-------- Provided data

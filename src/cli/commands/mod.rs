//! CLI commands module

pub mod audit;
pub mod history;
pub mod init;
pub mod policy;

use clap::Args;
use colored::Colorize;
use std::path::{Path, PathBuf};
use std::sync::Arc;

use crate::audit::AuditTarget;
use crate::config::Config;
use crate::error::ComplyScanError;
use crate::providers::github::GitHubProvider;
use crate::providers::local::LocalProvider;
use crate::providers::{ContentProvider, RepoRef};
use crate::store::{JsonFileStore, MemoryStore, PersistenceGateway};

/// Which repository a command works on
#[derive(Args, Debug, Clone)]
pub struct SourceArgs {
    /// GitHub repository (owner/name or URL)
    #[arg(value_name = "REPOSITORY", conflicts_with = "path")]
    pub repository: Option<String>,

    /// Local checkout to read instead of GitHub (defaults to the working directory)
    #[arg(short, long, value_name = "DIR")]
    pub path: Option<PathBuf>,
}

/// Arguments for the audit command
#[derive(Args, Debug)]
pub struct AuditArgs {
    #[command(flatten)]
    pub source: SourceArgs,

    /// Output format
    #[arg(short, long, default_value = "terminal")]
    pub format: OutputFormat,

    /// Output file (defaults to stdout)
    #[arg(short, long, value_name = "FILE")]
    pub output: Option<PathBuf>,

    /// Include file lists in Markdown reports
    #[arg(long)]
    pub detailed: bool,

    /// Maximum number of files to analyze
    #[arg(long, value_name = "N")]
    pub max_files: Option<usize>,

    /// Maximum directory depth per source root
    #[arg(long, value_name = "N")]
    pub max_depth: Option<usize>,

    /// Concurrent file fetches
    #[arg(long, value_name = "N")]
    pub concurrency: Option<usize>,

    /// Branches to try in order (repeatable)
    #[arg(short, long = "branch", value_name = "BRANCH")]
    pub branches: Vec<String>,

    /// Custom store file path
    #[arg(long, value_name = "FILE", conflicts_with = "no_store")]
    pub store: Option<PathBuf>,

    /// Keep results in memory only
    #[arg(long)]
    pub no_store: bool,
}

impl AuditArgs {
    /// Fold command-line overrides into the loaded configuration
    pub fn apply_overrides(&self, config: &mut Config) {
        if let Some(max_files) = self.max_files {
            config.analysis.max_files = max_files;
        }
        if let Some(max_depth) = self.max_depth {
            config.analysis.max_depth = max_depth;
        }
        if let Some(concurrency) = self.concurrency {
            config.analysis.concurrency = concurrency;
        }
        if !self.branches.is_empty() {
            config.manifest.branches = self.branches.clone();
        }
        if let Some(store) = &self.store {
            config.store.path = store.display().to_string();
        }
    }
}

/// Arguments for the policy command
#[derive(Args, Debug)]
pub struct PolicyArgs {
    #[command(flatten)]
    pub source: SourceArgs,

    /// Output format (terminal or json)
    #[arg(short, long, default_value = "terminal")]
    pub format: OutputFormat,
}

/// Arguments for the history command
#[derive(Args, Debug)]
pub struct HistoryArgs {
    #[command(flatten)]
    pub source: SourceArgs,

    /// Show the violations of one audit (full id or unique prefix)
    #[arg(long, value_name = "AUDIT_ID", conflicts_with = "delete")]
    pub show: Option<String>,

    /// Delete one audit and its violations (full id or unique prefix)
    #[arg(long, value_name = "AUDIT_ID")]
    pub delete: Option<String>,

    /// Number of audits to list
    #[arg(short = 'n', long, default_value_t = 10)]
    pub limit: usize,

    /// Output format (terminal or json)
    #[arg(short, long, default_value = "terminal")]
    pub format: OutputFormat,

    /// Custom store file path
    #[arg(long, value_name = "FILE")]
    pub store: Option<PathBuf>,
}

/// Arguments for the init command
#[derive(Args, Debug)]
pub struct InitArgs {
    /// Force overwrite existing configuration
    #[arg(short, long)]
    pub force: bool,

    /// Write the configuration to this path
    #[arg(short, long, value_name = "FILE")]
    pub output: Option<PathBuf>,
}

/// Output format for commands
#[derive(Debug, Clone, Copy, PartialEq, Eq, clap::ValueEnum)]
pub enum OutputFormat {
    Terminal,
    Json,
    Markdown,
}

/// Resolve the repository identity a source refers to
pub fn resolve_target(source: &SourceArgs) -> Result<AuditTarget, ComplyScanError> {
    match (&source.repository, &source.path) {
        (Some(repository), _) => Ok(AuditTarget::from(&RepoRef::parse(repository)?)),
        (None, Some(path)) => Ok(AuditTarget::local(path)?),
        (None, None) => Ok(AuditTarget::local(Path::new("."))?),
    }
}

/// Build the content provider and the audit target for a source
pub fn resolve_source(
    source: &SourceArgs,
    config: &Config,
) -> Result<(Arc<dyn ContentProvider>, AuditTarget), ComplyScanError> {
    let target = resolve_target(source)?;
    let provider: Arc<dyn ContentProvider> = match &source.repository {
        Some(_) => Arc::new(GitHubProvider::from_config(config)?),
        None => {
            let root = source.path.clone().unwrap_or_else(|| PathBuf::from("."));
            Arc::new(LocalProvider::new(root))
        }
    };
    Ok((provider, target))
}

/// Open the configured JSON store
pub async fn open_store(config: &Config) -> Result<Arc<JsonFileStore>, ComplyScanError> {
    Ok(Arc::new(JsonFileStore::open(config.store_path()).await?))
}

/// Open the configured store, or a throwaway in-memory one
pub async fn open_gateway(
    config: &Config,
    in_memory: bool,
) -> Result<Arc<dyn PersistenceGateway>, ComplyScanError> {
    let store: Arc<dyn PersistenceGateway> = if in_memory {
        Arc::new(MemoryStore::new())
    } else {
        open_store(config).await?
    };
    Ok(store)
}

/// Write rendered output to a file, or print it to stdout
pub fn emit(rendered: &str, output: Option<&Path>) -> Result<(), ComplyScanError> {
    match output {
        Some(path) => {
            std::fs::write(path, rendered).map_err(|e| ComplyScanError::Output {
                path: path.display().to_string(),
                source: e,
            })?;
            eprintln!(
                "{} Report written to: {}",
                "Success:".green().bold(),
                path.display().to_string().cyan()
            );
        }
        None => println!("{}", rendered),
    }
    Ok(())
}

----------------

## Task goal
What's wanted is each line above, transcribed with nothing altered.

## Result for this exercise
filename src/cli/commands/mod.rs
//! CLI commands module

pub mod audit;
pub mod history;
pub mod init;
pub mod policy;

use clap::Args;
use colored::Colorize;
use std::path::{Path, PathBuf};
use std::sync::Arc;

use crate::audit::AuditTarget;
use crate::config::Config;
use crate::error::ComplyScanError;
use crate::providers::github::GitHubProvider;
use crate::providers::local::LocalProvider;
use crate::providers::{ContentProvider, RepoRef};
use crate::store::{JsonFileStore, MemoryStore, PersistenceGateway};

/// Which repository a command works on
#[derive(Args, Debug, Clone)]
pub struct SourceArgs {
    /// GitHub repository (owner/name or URL)
    #[arg(value_name = "REPOSITORY", conflicts_with = "path")]
    pub repository: Option<String>,

    /// Local checkout to read instead of GitHub (defaults to the working directory)
    #[arg(short, long, value_name = "DIR")]
    pub path: Option<PathBuf>,
}

/// Arguments for the audit command
#[derive(Args, Debug)]
pub struct AuditArgs {
    #[command(flatten)]
    pub source: SourceArgs,

    /// Output format
    #[arg(short, long, default_value = "terminal")]
    pub format: OutputFormat,

    /// Output file (defaults to stdout)
    #[arg(short, long, value_name = "FILE")]
    pub output: Option<PathBuf>,

    /// Include file lists in Markdown reports
    #[arg(long)]
    pub detailed: bool,

    /// Maximum number of files to analyze
    #[arg(long, value_name = "N")]
    pub max_files: Option<usize>,

    /// Maximum directory depth per source root
    #[arg(long, value_name = "N")]
    pub max_depth: Option<usize>,

    /// Concurrent file fetches
    #[arg(long, value_name = "N")]
    pub concurrency: Option<usize>,

    /// Branches to try in order (repeatable)
    #[arg(short, long = "branch", value_name = "BRANCH")]
    pub branches: Vec<String>,

    /// Custom store file path
    #[arg(long, value_name = "FILE", conflicts_with = "no_store")]
    pub store: Option<PathBuf>,

    /// Keep results in memory only
    #[arg(long)]
    pub no_store: bool,
}

impl AuditArgs {
    /// Fold command-line overrides into the loaded configuration
    pub fn apply_overrides(&self, config: &mut Config) {
        if let Some(max_files) = self.max_files {
            config.analysis.max_files = max_files;
        }
        if let Some(max_depth) = self.max_depth {
            config.analysis.max_depth = max_depth;
        }
        if let Some(concurrency) = self.concurrency {
            config.analysis.concurrency = concurrency;
        }
        if !self.branches.is_empty() {
            config.manifest.branches = self.branches.clone();
        }
        if let Some(store) = &self.store {
            config.store.path = store.display().to_string();
        }
    }
}

/// Arguments for the policy command
#[derive(Args, Debug)]
pub struct PolicyArgs {
    #[command(flatten)]
    pub source: SourceArgs,

    /// Output format (terminal or json)
    #[arg(short, long, default_value = "terminal")]
    pub format: OutputFormat,
}

/// Arguments for the history command
#[derive(Args, Debug)]
pub struct HistoryArgs {
    #[command(flatten)]
    pub source: SourceArgs,

    /// Show the violations of one audit (full id or unique prefix)
    #[arg(long, value_name = "AUDIT_ID", conflicts_with = "delete")]
    pub show: Option<String>,

    /// Delete one audit and its violations (full id or unique prefix)
    #[arg(long, value_name = "AUDIT_ID")]
    pub delete: Option<String>,

    /// Number of audits to list
    #[arg(short = 'n', long, default_value_t = 10)]
    pub limit: usize,

    /// Output format (terminal or json)
    #[arg(short, long, default_value = "terminal")]
    pub format: OutputFormat,

    /// Custom store file path
    #[arg(long, value_name = "FILE")]
    pub store: Option<PathBuf>,
}

/// Arguments for the init command
#[derive(Args, Debug)]
pub struct InitArgs {
    /// Force overwrite existing configuration
    #[arg(short, long)]
    pub force: bool,

    /// Write the configuration to this path
    #[arg(short, long, value_name = "FILE")]
    pub output: Option<PathBuf>,
}

/// Output format for commands
#[derive(Debug, Clone, Copy, PartialEq, Eq, clap::ValueEnum)]
pub enum OutputFormat {
    Terminal,
    Json,
    Markdown,
}

/// Resolve the repository identity a source refers to
pub fn resolve_target(source: &SourceArgs) -> Result<AuditTarget, ComplyScanError> {
    match (&source.repository, &source.path) {
        (Some(repository), _) => Ok(AuditTarget::from(&RepoRef::parse(repository)?)),
        (None, Some(path)) => Ok(AuditTarget::local(path)?),
        (None, None) => Ok(AuditTarget::local(Path::new("."))?),
    }
}

/// Build the content provider and the audit target for a source
pub fn resolve_source(
    source: &SourceArgs,
    config: &Config,
) -> Result<(Arc<dyn ContentProvider>, AuditTarget), ComplyScanError> {
    let target = resolve_target(source)?;
    let provider: Arc<dyn ContentProvider> = match &source.repository {
        Some(_) => Arc::new(GitHubProvider::from_config(config)?),
        None => {
            let root = source.path.clone().unwrap_or_else(|| PathBuf::from("."));
            Arc::new(LocalProvider::new(root))
        }
    };
    Ok((provider, target))
}

/// Open the configured JSON store
pub async fn open_store(config: &Config) -> Result<Arc<JsonFileStore>, ComplyScanError> {
    Ok(Arc::new(JsonFileStore::open(config.store_path()).await?))
}

/// Open the configured store, or a throwaway in-memory one
pub async fn open_gateway(
    config: &Config,
    in_memory: bool,
) -> Result<Arc<dyn PersistenceGateway>, ComplyScanError> {
    let store: Arc<dyn PersistenceGateway> = if in_memory {
        Arc::new(MemoryStore::new())
    } else {
        open_store(config).await?
    };
    Ok(store)
}

/// Write rendered output to a file, or print it to stdout
pub fn emit(rendered: &str, output: Option<&Path>) -> Result<(), ComplyScanError> {
    match output {
        Some(path) => {
            std::fs::write(path, rendered).map_err(|e| ComplyScanError::Output {
                path: path.display().to_string(),
                source: e,
            })?;
            eprintln!(
                "{} Report written to: {}",
                "Success:".green().bold(),
                path.display().to_string().cyan()
            );
        }
        None => println!("{}", rendered),
    }
    Ok(())
}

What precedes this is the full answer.